I’m going to lump these two articles together so as not to clutter up the site with multiple AE stories which are likely to start coming fast and furious with AE’s planned announcement tomorrow of their future plans.
First, here is a Washington Post column from Dana Milbank.
Faced with this twin disappointment — desirable candidates being uninterested and interested candidates being undesirable — Americans Elect has announced that it is abandoning its online nominating process because no candidate had reached its minimum threshold. This is profoundly depressing… It’s discouraging because it shows politics may be too broken to fix.
Americans Elect had taken care of just about everything a third-party candidate would need. It spent about $35 million on marketing, technology and ballot access. As of Tuesday it had won a place on the November ballot in 28 states (and it still expects to be on the ballot in all 50 by Aug. 1). It had attracted 3.5 million people to its Web site. But what it couldn’t — or hasn’t yet been able to — do is persuade a plausible candidate to submit himself or herself to the ravages of a presidential run.
Here is Daniel Larison’s, an AE critic, response.

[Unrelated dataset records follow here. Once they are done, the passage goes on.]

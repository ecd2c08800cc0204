/// Prototype patches that must run once per execution realm before any
/// rewritten code. Cursor builder methods are forwarded through promises so
/// a cursor behaves the same whether or not the call producing it was
/// awaited. Guarded by a registered symbol so re-evaluation is a no-op.
pub fn runtime_support_code() -> &'static str {
    r#"(() => {
  const installed = Symbol.for('@@seashell/cursorForwarding');
  if (Promise.prototype[installed]) {
    return;
  }
  Object.defineProperty(Promise.prototype, installed, { value: true });
  const names = ['sort', 'limit', 'skip', 'projection', 'batchSize', 'maxTimeMS'];
  const forward = (name) => {
    return function () {
      const args = Array.prototype.slice.call(arguments);
      return this.then(function (cursor) {
        return cursor[name].apply(cursor, args);
      });
    };
  };
  for (let i = 0; i < names.length; i++) {
    if (!Promise.prototype[names[i]]) {
      Object.defineProperty(Promise.prototype, names[i], {
        writable: true,
        configurable: true,
        value: forward(names[i]),
      });
    }
  }
})();
"#
}

#[cfg(test)]
mod tests {
    use super::*;

    #[test]
    fn support_code_is_stable_and_selfcontained() {
        let code = runtime_support_code();
        assert!(code.contains("Promise.prototype"));
        // same static text on every call
        assert_eq!(code, runtime_support_code());
    }
}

The annoying thing is that the American public is ready for an alternative. There is potentially an opening for a political movement that appeals to constituencies habitually neglected by both parties. What the organizers of Americans Elect never seemed to realize is that their organization didn’t represent an alternative to the major parties. In order to combat the duopoly, Americans Elect planned to nominate a ticket that represents the very same duopoly. Combining members of two parties that the public already dislikes doesn’t represent an alternative to the two-party system. It is the fusion of the two-party system in one organization. As a result, it rendered itself politically irrelevant from the moment of its birth.